Los Pensamientos constituyen el trabajo inconcluso –acaso el más conocido– de los últimos años de la vida de Pascal. Se trata de una serie de fragmentos, la mayoría cortos, escritos en las más diversas formas y plagados de los más variados temas. A su muerte “se los encontró todos juntos, cosidos en diversos legajos, pero sin ningún orden ni ilación alguna” (É. Périer), y las múltiples ediciones posteriores no han logrado suplir al día de hoy ese vacío lógico que sólo el autor hubiera llenado en su obra. Pero un fragmento arroja una luz sobre las posibles líneas esenciales del proyecto apologético de Pascal: “I. Miseria del hombre sin dios. II. Felicidad del hombre con Dios” (L. 6). En efecto, pretendía ‘cuestionar las certezas del incrédulo hasta reducir su impotencia para creer en lo que no comprende, animarlo a no cerrar las puertas a la trascendencia de Dios’ (A. V. Ezcurra) y dar así un sentido a su vida. Por eso escribe: “Para hacer de un hombre un santo es necesario que sea por la gracia, y el que lo duda no sabe lo que es santo ni lo que es hombre” (L. 869).

Tampoco debe olvidarse que dos célebres filosofías de entonces eran el estoicismo y el escepticismo y que los Pensamientos bien pueden leerse como un intento de superación de ambas, ya que mientras el estoico supone con soberbia que el hombre puede adquirir todas las virtudes y dominar racionalmente todas las pasiones, como si de un santo se tratara, el escéptico insiste en los límites humanos, en sus flaquezas, haciendo del individuo un ser frágil y mundano. Así, la debilidad de tales posturas radica en su autonomía racional, que no les deja entender lo que Pascal vivió desde el corazón: que la verdad “consiste en sentir la dependencia de Dios en lo más profundo del ser” (A. V. Ezcurra).

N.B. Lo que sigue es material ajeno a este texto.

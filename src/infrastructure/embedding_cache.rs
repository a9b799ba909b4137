//! Content-addressed embedding cache.
//!
//! Persists vectors keyed by `(content_hash, model_id, model_version,
//! dimensions)` in `cache/embeddings.db`. Purely derived state: clearing it
//! costs recomputation, never correctness. SQLite transactions guarantee a
//! partial write can never surface as a corrupt vector; a stored vector
//! whose length disagrees with its dimension key is dropped on read.

use std::path::Path;
use std::sync::atomic::{AtomicU64, Ordering};
use std::sync::Mutex;

use rusqlite::{params, Connection};
use serde::{Deserialize, Serialize};

use crate::adapters::store::{bytes_to_f32_vec, f32_vec_to_bytes};
use crate::domain::error::{Error, Result};

/// Cache counters.
#[derive(Debug, Clone, Default, Serialize, Deserialize, PartialEq)]
pub struct CacheStats {
    /// Lookups that returned a vector
    pub hits: u64,
    /// Lookups that missed
    pub misses: u64,
    /// Rows currently stored
    pub entries: u64,
}

/// Persistent vector cache.
pub struct EmbeddingCache {
    conn: Mutex<Connection>,
    hits: AtomicU64,
    misses: AtomicU64,
}

impl EmbeddingCache {
    /// Open or create the cache database.
    pub fn open(path: &Path) -> Result<Self> {
        if let Some(parent) = path.parent() {
            std::fs::create_dir_all(parent)
                .map_err(|e| Error::transient_io(format!("create cache dir: {e}")))?;
        }
        let conn = Connection::open(path)?;
        Self::init(conn)
    }

    /// In-memory cache for tests.
    pub fn open_in_memory() -> Result<Self> {
        Self::init(Connection::open_in_memory()?)
    }

    fn init(conn: Connection) -> Result<Self> {
        conn.execute_batch(
            "PRAGMA journal_mode = WAL;
             PRAGMA busy_timeout = 5000;
             CREATE TABLE IF NOT EXISTS vectors (
                content_hash TEXT NOT NULL,
                model_id TEXT NOT NULL,
                model_version TEXT NOT NULL,
                dimensions INTEGER NOT NULL,
                vector BLOB NOT NULL,
                created_at INTEGER NOT NULL DEFAULT (strftime('%s', 'now')),
                PRIMARY KEY (content_hash, model_id, model_version, dimensions)
             );
             CREATE INDEX IF NOT EXISTS idx_vectors_dimensions ON vectors(dimensions);",
        )?;
        Ok(Self {
            conn: Mutex::new(conn),
            hits: AtomicU64::new(0),
            misses: AtomicU64::new(0),
        })
    }

    fn lock(&self) -> Result<std::sync::MutexGuard<'_, Connection>> {
        self.conn
            .lock()
            .map_err(|_| Error::internal("embedding cache mutex poisoned"))
    }

    /// Look up a vector. A hit always returns exactly `dimensions` floats;
    /// a row that disagrees is deleted and reported as a miss.
    pub fn get(
        &self,
        content_hash: &str,
        model_id: &str,
        model_version: &str,
        dimensions: usize,
    ) -> Result<Option<Vec<f32>>> {
        let conn = self.lock()?;
        let row: Option<Vec<u8>> = conn
            .query_row(
                "SELECT vector FROM vectors
                 WHERE content_hash = ? AND model_id = ? AND model_version = ? AND dimensions = ?",
                params![content_hash, model_id, model_version, dimensions as i64],
                |row| row.get(0),
            )
            .map(Some)
            .or_else(|e| match e {
                rusqlite::Error::QueryReturnedNoRows => Ok(None),
                other => Err(Error::from(other)),
            })?;

        match row {
            Some(bytes) => {
                let vector = bytes_to_f32_vec(&bytes);
                if vector.len() != dimensions {
                    conn.execute(
                        "DELETE FROM vectors
                         WHERE content_hash = ? AND model_id = ? AND model_version = ? AND dimensions = ?",
                        params![content_hash, model_id, model_version, dimensions as i64],
                    )?;
                    self.misses.fetch_add(1, Ordering::Relaxed);
                    return Ok(None);
                }
                self.hits.fetch_add(1, Ordering::Relaxed);
                Ok(Some(vector))
            }
            None => {
                self.misses.fetch_add(1, Ordering::Relaxed);
                Ok(None)
            }
        }
    }

    /// Store a vector. Idempotent; later writes win.
    pub fn set(
        &self,
        content_hash: &str,
        model_id: &str,
        model_version: &str,
        vector: &[f32],
    ) -> Result<()> {
        let conn = self.lock()?;
        conn.execute(
            "INSERT OR REPLACE INTO vectors
                 (content_hash, model_id, model_version, dimensions, vector)
             VALUES (?, ?, ?, ?, ?)",
            params![
                content_hash,
                model_id,
                model_version,
                vector.len() as i64,
                f32_vec_to_bytes(vector)
            ],
        )?;
        Ok(())
    }

    /// Store many vectors in one transaction.
    pub fn set_batch(
        &self,
        model_id: &str,
        model_version: &str,
        entries: &[(String, Vec<f32>)],
    ) -> Result<()> {
        let mut conn = self.lock()?;
        let tx = conn.transaction()?;
        for (content_hash, vector) in entries {
            tx.execute(
                "INSERT OR REPLACE INTO vectors
                     (content_hash, model_id, model_version, dimensions, vector)
                 VALUES (?, ?, ?, ?, ?)",
                params![
                    content_hash,
                    model_id,
                    model_version,
                    vector.len() as i64,
                    f32_vec_to_bytes(vector)
                ],
            )?;
        }
        tx.commit()?;
        Ok(())
    }

    /// Drop every row with the given dimensionality (profile switch).
    pub fn invalidate_by_dimensions(&self, dimensions: usize) -> Result<u64> {
        let conn = self.lock()?;
        let removed = conn.execute(
            "DELETE FROM vectors WHERE dimensions = ?",
            params![dimensions as i64],
        )?;
        Ok(removed as u64)
    }

    /// Drop everything.
    pub fn clear(&self) -> Result<u64> {
        let conn = self.lock()?;
        let removed = conn.execute("DELETE FROM vectors", [])?;
        Ok(removed as u64)
    }

    /// Current counters.
    pub fn stats(&self) -> Result<CacheStats> {
        let conn = self.lock()?;
        let entries: i64 = conn.query_row("SELECT COUNT(*) FROM vectors", [], |row| row.get(0))?;
        Ok(CacheStats {
            hits: self.hits.load(Ordering::Relaxed),
            misses: self.misses.load(Ordering::Relaxed),
            entries: entries as u64,
        })
    }

    /// Hit rate in `[0, 1]` since open; 0.0 before any lookup.
    pub fn hit_rate(&self) -> f64 {
        let hits = self.hits.load(Ordering::Relaxed) as f64;
        let misses = self.misses.load(Ordering::Relaxed) as f64;
        if hits + misses == 0.0 {
            0.0
        } else {
            hits / (hits + misses)
        }
    }
}
//! End-to-end scenarios across the full pipeline: index on disk, embed,
//! search, navigate.

use std::path::{Path, PathBuf};
use std::sync::Arc;

use code_index::adapters::embedding::{hash_provider_factory, ProviderFactory};
use code_index::adapters::store::IndexStore;
use code_index::application::embedding::{EmbeddingEngine, EngineConfig};
use code_index::application::indexing::{EmbedPassOptions, Indexer, IndexerConfig};
use code_index::application::search::{HybridSearch, SearchConfig, SearchRequest};
use code_index::domain::error::Error;
use code_index::domain::types::{EmbeddingProfile, SearchFallbackMode};
use code_index::infrastructure::astdocs::AstDocStore;
use code_index::infrastructure::embedding_cache::EmbeddingCache;
use code_index::infrastructure::patterns::PatternStore;

struct Project {
    _dir: tempfile::TempDir,
    root: PathBuf,
    store: Arc<IndexStore>,
    engine: Arc<EmbeddingEngine>,
    indexer: Arc<Indexer>,
}

fn project_with(factory: ProviderFactory) -> Project {
    let dir = tempfile::tempdir().unwrap();
    let root = dir.path().to_path_buf();
    let store = Arc::new(IndexStore::open_in_memory().unwrap());
    let astdocs = Arc::new(AstDocStore::new(root.join(".codeindex/ast")));
    let patterns = Arc::new(PatternStore::new());
    let engine = Arc::new(EmbeddingEngine::initialize(
        root.join(".codeindex/models"),
        Arc::new(EmbeddingCache::open_in_memory().unwrap()),
        None,
        factory,
        EngineConfig {
            max_fallback_attempts: 0,
            ..EngineConfig::default()
        },
        Some(EmbeddingProfile::light()),
    ));
    let indexer = Arc::new(Indexer::new(
        root.clone(),
        store.clone(),
        astdocs,
        patterns,
        Some(engine.clone()),
        IndexerConfig::default(),
    ));
    Project {
        _dir: dir,
        root,
        store,
        engine,
        indexer,
    }
}

fn write(root: &Path, rel: &str, content: &str) {
    let path = root.join(rel);
    std::fs::create_dir_all(path.parent().unwrap()).unwrap();
    std::fs::write(path, content).unwrap();
}

#[tokio::test]
async fn identical_content_across_files_yields_one_chunk_hash() {
    let project = project_with(hash_provider_factory());
    write(&project.root, "a.js", "function add(a,b){ return a+b; }");
    write(&project.root, "b.js", "function add(a,b){ return a+b; }");
    project.indexer.full_index().await.unwrap();

    let a = project.store.chunks_for_file("a.js").await.unwrap();
    let b = project.store.chunks_for_file("b.js").await.unwrap();
    let mut hashes: Vec<String> = a
        .iter()
        .chain(b.iter())
        .filter(|c| c.name == "add")
        .map(|c| c.chunk_hash.clone())
        .collect();
    hashes.dedup();
    assert_eq!(hashes.len(), 1, "one unique chunk hash for `add`");
}

#[tokio::test]
async fn hybrid_fallback_returns_lexical_hits_with_vector_mode() {
    // Vector leg forced to fail: the provider factory always errors.
    let failing: ProviderFactory = Arc::new(|_p, _d| Err(Error::embedding("model unavailable")));
    let project = project_with(failing);

    write(
        &project.root,
        "src/one.js",
        "function calculateTax(amount) { return amount * 0.2; }",
    );
    write(
        &project.root,
        "src/two.js",
        "function calculateTip(amount) { return amount * 0.1; }",
    );
    write(
        &project.root,
        "src/three.js",
        "function calculateShipping(weight) { return weight * 2; }",
    );
    project.indexer.full_index().await.unwrap();

    let search = HybridSearch::new(
        project.store.clone(),
        project.engine.clone(),
        None,
        SearchConfig::default(),
    )
    .unwrap();

    let response = search
        .search(&SearchRequest::new("calculate", 10))
        .await
        .unwrap();

    assert_eq!(response.fallback_mode, Some(SearchFallbackMode::Vector));
    assert_eq!(response.results.len(), 3);
    // Lexical-only response: ordered by (normalized) lexical score
    for pair in response.results.windows(2) {
        assert!(pair[0].score >= pair[1].score);
        assert!(pair[0].lexical_score.unwrap() >= pair[1].lexical_score.unwrap());
        assert!(pair[0].dense_score.is_none());
    }
}

#[tokio::test]
async fn full_hybrid_search_after_embed_pass() {
    let project = project_with(hash_provider_factory());
    write(
        &project.root,
        "src/auth.ts",
        "export function authenticateUser(token: string): boolean { return token.length > 0; }",
    );
    project.indexer.full_index().await.unwrap();
    let report = project
        .indexer
        .embed(&EmbedPassOptions::default())
        .await
        .unwrap();
    assert_eq!(report.failed, 0);
    assert!(report.embedded >= 1);

    let search = HybridSearch::new(
        project.store.clone(),
        project.engine.clone(),
        None,
        SearchConfig::default(),
    )
    .unwrap();
    let response = search
        .search(&SearchRequest::new("authenticateUser", 5))
        .await
        .unwrap();

    assert!(response.fallback_mode.is_none(), "both legs answered");
    assert_eq!(response.results[0].name, "authenticateUser");
    assert!(response.results[0].lexical_score.is_some());
    assert!(response.results[0].dense_score.is_some());
}

#[tokio::test]
async fn refresh_touches_only_the_changed_file() {
    let project = project_with(hash_provider_factory());
    for i in 0..20 {
        write(
            &project.root,
            &format!("src/mod{i}.ts"),
            &format!("export function handler{i}() {{ return {i}; }}"),
        );
    }
    project.indexer.full_index().await.unwrap();
    project
        .indexer
        .embed(&EmbedPassOptions::default())
        .await
        .unwrap();

    let before = project.store.list_files().await.unwrap();

    write(
        &project.root,
        "src/mod7.ts",
        "export function handler7() { return 777; }",
    );
    let stats = project.indexer.refresh_index().await.unwrap();
    assert_eq!(stats.indexed_files, 1, "exactly one file re-indexed");
    assert_eq!(stats.skipped_files, 19);

    let after = project.store.list_files().await.unwrap();
    for f_before in &before {
        let f_after = after.iter().find(|f| f.path == f_before.path).unwrap();
        if f_before.path == "src/mod7.ts" {
            assert_ne!(f_before.content_hash, f_after.content_hash);
        } else {
            assert_eq!(f_before.content_hash, f_after.content_hash);
            assert_eq!(f_before.last_indexed_at, f_after.last_indexed_at);
        }
    }
}

#[tokio::test]
async fn ast_documents_rehydrate_symbol_facts() {
    let dir = tempfile::tempdir().unwrap();
    let root = dir.path().to_path_buf();
    let astdocs = Arc::new(AstDocStore::new(root.join(".codeindex/ast")));
    let store = Arc::new(IndexStore::open_in_memory().unwrap());
    let patterns = Arc::new(PatternStore::new());
    let indexer = Indexer::new(
        root.clone(),
        store,
        astdocs.clone(),
        patterns,
        None,
        IndexerConfig::default(),
    );

    write(&root, "src/svc.py", "class Service:\n    def run(self):\n        return dispatch()\n");
    indexer.full_index().await.unwrap();

    let docs = astdocs.load_all().await.unwrap();
    assert_eq!(docs.len(), 1);
    let doc = &docs[0];
    assert_eq!(doc.path, "src/svc.py");
    let class = doc.classes.get("Service").unwrap();
    assert!(class.methods.contains_key("run"));
    assert!(doc.calls.iter().any(|c| c.callee == "dispatch"));
}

Nacido en Clermont, Francia, en el seno de una familia de amplia cultura, Blaise Pascal tuvo una educación privilegiada gracias a su padre. Poseedor de una mente precoz, resolvió problemas de geometría a muy temprana edad y construyó una de las primeras calculadoras, lo que le valió la admiración de grandes pensadores como R. Descartes. Para E. Mounier, su grandeza radica en haber sido consciente, como científico, de los límites de la razón e inquietarse por ir más allá. Hacia el final de su vida donó a los pobres todas las ganancias de uno de sus negocios y parte de su fortuna a los hospitales de París. Víctima de la enfermedad, este cristiano ejemplar fallece el 19 de agosto de 1662, a sus treinta y nueve años. Murió con la tranquilidad de un niño. Sus últimas palabras fueron: “¡Que Dios no me abandone jamás!”.